Natural dyes are a much more sustainable option than azoic dyes, which are synthetic dyes made from petroleum products. I cover these dyes in depth in this article. Natural dyes are also better for the environment, as they are biodegradable and don’t contain any harmful chemicals. In terms of performance, natural dyes can be just as colorfast as azoic dyes, and are more resistant to fading. As you would expect coming from natural sources, the colours do have more of an earthy undertone and you cannot reach the intense colourrs that synthetic dyes can achieve, think neons and bright bold pinks, electric green etc.


In the sustainability arena, natural textile dyes outperform synthetic in a major way. The actual dye is biodegradable so unlike synthetic dyes, these can be composted and broken down into the environment. But it’s not all pussycats and roses though. The concern is in the mordants and fixatives to hold the colour onto the fabric. As mentioned earlier, Alum is the least impactful on the environment with the other options being quiet toxic. The toxicity of the latter on the people dying the fabric is also a concern plus any remnant leftover on the fabric for the wearer. We also need to consider the natural ingredients used as a fixative such as salt. Discarding large quantities of any material into waterways is not something that happens naturally in the environment and the impact needs to be addressed. So it’s not really an option for large

scale dyeing or a solution to the synthetic used in mass in fast fashion.
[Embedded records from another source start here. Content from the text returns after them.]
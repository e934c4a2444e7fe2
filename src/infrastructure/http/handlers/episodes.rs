//! Episode / Draft HTTP Handlers

use axum::{extract::State, Json};
use serde::Deserialize;
use std::sync::Arc;
use uuid::Uuid;

use super::publish_chapter_resource;
use crate::application::commands::{CreateEpisode, DeleteEpisode, SaveDraft, UpdateEpisode};
use crate::application::queries::{GetDraft, ListEpisodes};
use crate::infrastructure::events::{ChangeAction, ResourceKind};
use crate::infrastructure::http::dto::{
    ApiResponse, DeletedResponse, DraftResponse, EpisodeResponse,
};
use crate::infrastructure::http::error::ApiError;
use crate::infrastructure::http::extract::{ApiJson, ApiPath};
use crate::infrastructure::http::state::AppState;

#[derive(Debug, Deserialize)]
pub struct CreateEpisodeRequest {
    pub number: Option<u32>,
    #[serde(default)]
    pub title: String,
    #[serde(default)]
    pub summary: String,
    #[serde(default)]
    pub content: String,
}

#[derive(Debug, Deserialize)]
pub struct UpdateEpisodeRequest {
    pub number: Option<u32>,
    pub title: Option<String>,
    pub summary: Option<String>,
    pub content: Option<String>,
}

#[derive(Debug, Deserialize)]
pub struct SaveDraftRequest {
    pub content: String,
}

pub async fn list_episodes(
    State(state): State<Arc<AppState>>,
    ApiPath(chapter_id): ApiPath<Uuid>,
) -> Result<Json<ApiResponse<Vec<EpisodeResponse>>>, ApiError> {
    let episodes = state
        .list_episodes_handler
        .handle(ListEpisodes { chapter_id })
        .await?;
    Ok(Json(ApiResponse::success(
        episodes.into_iter().map(EpisodeResponse::from).collect(),
    )))
}

pub async fn create_episode(
    State(state): State<Arc<AppState>>,
    ApiPath(chapter_id): ApiPath<Uuid>,
    ApiJson(req): ApiJson<CreateEpisodeRequest>,
) -> Result<Json<ApiResponse<EpisodeResponse>>, ApiError> {
    let episode = state
        .create_episode_handler
        .handle(CreateEpisode {
            chapter_id,
            number: req.number,
            title: req.title,
            summary: req.summary,
            content: req.content,
        })
        .await?;

    publish_chapter_resource(
        &state,
        episode.chapter_id,
        ResourceKind::Episode,
        episode.id,
        ChangeAction::Created,
    )
    .await;

    Ok(Json(ApiResponse::success(episode.into())))
}

pub async fn update_episode(
    State(state): State<Arc<AppState>>,
    ApiPath(episode_id): ApiPath<Uuid>,
    ApiJson(req): ApiJson<UpdateEpisodeRequest>,
) -> Result<Json<ApiResponse<EpisodeResponse>>, ApiError> {
    let episode = state
        .update_episode_handler
        .handle(UpdateEpisode {
            episode_id,
            number: req.number,
            title: req.title,
            summary: req.summary,
            content: req.content,
        })
        .await?;

    publish_chapter_resource(
        &state,
        episode.chapter_id,
        ResourceKind::Episode,
        episode.id,
        ChangeAction::Updated,
    )
    .await;

    Ok(Json(ApiResponse::success(episode.into())))
}

pub async fn delete_episode(
    State(state): State<Arc<AppState>>,
    ApiPath(episode_id): ApiPath<Uuid>,
) -> Result<Json<ApiResponse<DeletedResponse>>, ApiError> {
    let episode = state
        .delete_episode_handler
        .handle(DeleteEpisode { episode_id })
        .await?;

    publish_chapter_resource(
        &state,
        episode.chapter_id,
        ResourceKind::Episode,
        episode.id,
        ChangeAction::Deleted,
    )
    .await;

    Ok(Json(ApiResponse::success(DeletedResponse { id: episode.id })))
}

pub async fn get_draft(
    State(state): State<Arc<AppState>>,
    ApiPath(chapter_id): ApiPath<Uuid>,
) -> Result<Json<ApiResponse<Option<DraftResponse>>>, ApiError> {
    let draft = state.get_draft_handler.handle(GetDraft { chapter_id }).await?;
    Ok(Json(ApiResponse::success(draft.map(DraftResponse::from))))
}

pub async fn save_draft(
    State(state): State<Arc<AppState>>,
    ApiPath(chapter_id): ApiPath<Uuid>,
    ApiJson(req): ApiJson<SaveDraftRequest>,
) -> Result<Json<ApiResponse<DraftResponse>>, ApiError> {
    let draft = state
        .save_draft_handler
        .handle(SaveDraft {
            chapter_id,
            content: req.content,
        })
        .await?;

    publish_chapter_resource(
        &state,
        chapter_id,
        ResourceKind::Draft,
        chapter_id,
        ChangeAction::Updated,
    )
    .await;

    Ok(Json(ApiResponse::success(draft.into())))
}
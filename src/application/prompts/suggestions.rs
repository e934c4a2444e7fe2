//! 生成结果类型
//!
//! 字段全部带默认值，模型漏掉字段时不至于整体解析失败；
//! 同时接受 camelCase 别名。

use serde::{Deserialize, Serialize};

#[derive(Debug, Clone, Default, PartialEq, Serialize, Deserialize)]
#[serde(default)]
pub struct CharacterSuggestion {
    pub name: String,
    pub role: String,
    pub personality: String,
    pub background: String,
    pub appearance: String,
}

#[derive(Debug, Clone, Default, PartialEq, Serialize, Deserialize)]
#[serde(default)]
pub struct PlotSuggestion {
    pub theme: String,
    pub setting: String,
    pub hook: String,
    #[serde(alias = "protagonistGoal")]
    pub protagonist_goal: String,
    #[serde(alias = "mainConflict")]
    pub main_conflict: String,
    pub ending: String,
}

/// 模型给出的章节大纲
#[derive(Debug, Clone, Default, PartialEq, Serialize, Deserialize)]
#[serde(default)]
pub struct ChapterOutline {
    #[serde(alias = "chapter", alias = "chapterNumber")]
    pub number: Option<u32>,
    pub title: String,
    pub summary: String,
}

/// 模型给出的分集大纲
#[derive(Debug, Clone, Default, PartialEq, Serialize, Deserialize)]
#[serde(default)]
pub struct EpisodeOutline {
    #[serde(alias = "episode", alias = "episodeNumber")]
    pub number: Option<u32>,
    pub title: String,
    pub summary: String,
}

#[cfg(test)]
mod tests {
    use super::*;

    #[test]
    fn test_missing_fields_default() {
        let c: CharacterSuggestion = serde_json::from_str(r#"{"name":"遥"}"#).unwrap();
        assert_eq!(c.name, "遥");
        assert!(c.role.is_empty());
    }

    #[test]
    fn test_camel_case_aliases() {
        let p: PlotSuggestion =
            serde_json::from_str(r#"{"protagonistGoal":"帰郷","mainConflict":"嵐"}"#).unwrap();
        assert_eq!(p.protagonist_goal, "帰郷");
        assert_eq!(p.main_conflict, "嵐");

        let c: ChapterOutline =
            serde_json::from_str(r#"{"chapterNumber":3,"title":"夜明け"}"#).unwrap();
        assert_eq!(c.number, Some(3));
    }
}
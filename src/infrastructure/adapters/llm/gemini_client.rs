//! Gemini Client - 调用 Google Generative Language 接口
//!
//! POST {base_url}/v1beta/models/{model}:generateContent?key={api_key}

use async_trait::async_trait;
use reqwest::Client;
use serde::{Deserialize, Serialize};
use std::time::Duration;

use super::{build_client, map_send_error, read_json, LlmClientConfig};
use crate::application::ports::{CompletionRequest, CompletionResponse, LlmError, LlmProviderPort};

const PROVIDER: &str = "gemini";

#[derive(Debug, Serialize)]
#[serde(rename_all = "camelCase")]
struct GenerateRequest<'a> {
    contents: Vec<Content<'a>>,
    #[serde(skip_serializing_if = "Option::is_none")]
    system_instruction: Option<Content<'a>>,
    generation_config: GenerationConfig,
}

#[derive(Debug, Serialize)]
struct Content<'a> {
    #[serde(skip_serializing_if = "Option::is_none")]
    role: Option<&'static str>,
    parts: Vec<Part<'a>>,
}

#[derive(Debug, Serialize)]
struct Part<'a> {
    text: &'a str,
}

#[derive(Debug, Serialize)]
#[serde(rename_all = "camelCase")]
struct GenerationConfig {
    temperature: f32,
    max_output_tokens: u32,
    #[serde(skip_serializing_if = "Option::is_none")]
    response_mime_type: Option<&'static str>,
}

#[derive(Debug, Deserialize)]
#[serde(rename_all = "camelCase")]
struct GenerateResponse {
    #[serde(default)]
    candidates: Vec<Candidate>,
    #[serde(default)]
    model_version: Option<String>,
}

#[derive(Debug, Deserialize)]
struct Candidate {
    #[serde(default)]
    content: Option<CandidateContent>,
}

#[derive(Debug, Deserialize)]
struct CandidateContent {
    #[serde(default)]
    parts: Vec<CandidatePart>,
}

#[derive(Debug, Deserialize)]
struct CandidatePart {
    #[serde(default)]
    text: Option<String>,
}

/// Gemini 客户端
pub struct GeminiClient {
    client: Client,
    config: LlmClientConfig,
    api_key: String,
}

impl GeminiClient {
    /// 缺少 API Key 时返回 NotConfigured
    pub fn new(config: LlmClientConfig) -> Result<Self, LlmError> {
        let api_key = config.require_api_key(PROVIDER)?;
        let client = build_client(&config)?;
        Ok(Self {
            client,
            config,
            api_key,
        })
    }

    fn generate_url(&self) -> String {
        format!(
            "{}/v1beta/models/{}:generateContent",
            self.config.base_url, self.config.model
        )
    }

    fn model_url(&self) -> String {
        format!("{}/v1beta/models/{}", self.config.base_url, self.config.model)
    }
}

#[async_trait]
impl LlmProviderPort for GeminiClient {
    fn name(&self) -> &'static str {
        PROVIDER
    }

    async fn complete(&self, request: CompletionRequest) -> Result<CompletionResponse, LlmError> {
        let body = GenerateRequest {
            contents: vec![Content {
                role: Some("user"),
                parts: vec![Part {
                    text: &request.prompt,
                }],
            }],
            system_instruction: request.system.as_deref().map(|system| Content {
                role: None,
                parts: vec![Part { text: system }],
            }),
            generation_config: GenerationConfig {
                temperature: request.temperature,
                max_output_tokens: request.max_tokens,
                response_mime_type: request.json.then_some("application/json"),
            },
        };

        tracing::debug!(
            url = %self.generate_url(),
            prompt_len = request.prompt.len(),
            "Sending Gemini generate request"
        );

        let response = self
            .client
            .post(self.generate_url())
            .query(&[("key", self.api_key.as_str())])
            .json(&body)
            .send()
            .await
            .map_err(|e| map_send_error(PROVIDER, e))?;

        let parsed: GenerateResponse = read_json(response).await?;

        // 多个 part 直接拼接
        let text: String = parsed
            .candidates
            .into_iter()
            .next()
            .and_then(|candidate| candidate.content)
            .map(|content| content.parts.into_iter().filter_map(|p| p.text).collect())
            .unwrap_or_default();
        if text.is_empty() {
            return Err(LlmError::InvalidResponse(
                "no candidate text in response".to_string(),
            ));
        }

        Ok(CompletionResponse {
            text,
            model: parsed
                .model_version
                .unwrap_or_else(|| self.config.model.clone()),
        })
    }

    async fn health_check(&self) -> bool {
        match self
            .client
            .get(self.model_url())
            .query(&[("key", self.api_key.as_str())])
            .timeout(Duration::from_secs(5))
            .send()
            .await
        {
            Ok(response) => response.status().is_success(),
            Err(_) => false,
        }
    }
}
Photo credit, ​​Helene at Feather and Thread

Both synthetic and natural textile dyes are very water intensive with natural dyes using more power to heat the water for the length of time needed to extract the colour from the natural

dye material. This does sound rather grim, but please read my other blog post on synthetic textile dyes and you will see the comparison favourably falls heavily in the natural textile dyes camp. 

Fiona brings another important point to light, “On this matter I will also say there is a major issue with mass amount of discarded fast fashion sitting in our landfills across the Earth. These will take hundred’s of years to break down, and even natural fibres, when dyed with azoic dyes, will leach levels of chemicals into the Earth. Natural dyes only attach to natural fibres so in most cases, can be safely composted and return to the Earth when it has reached its end of life.”

It is rarely cut and dry when it comes to sustainability options in the fashion industry so it is always important to know the facts, know what you value in your clothes and the environment and choose based on what your morals and intentions are. Too often we are letting the fashion industry choose for us by not being properly informed. We need to consider not only the aesthetics of our clothing but the ethics also.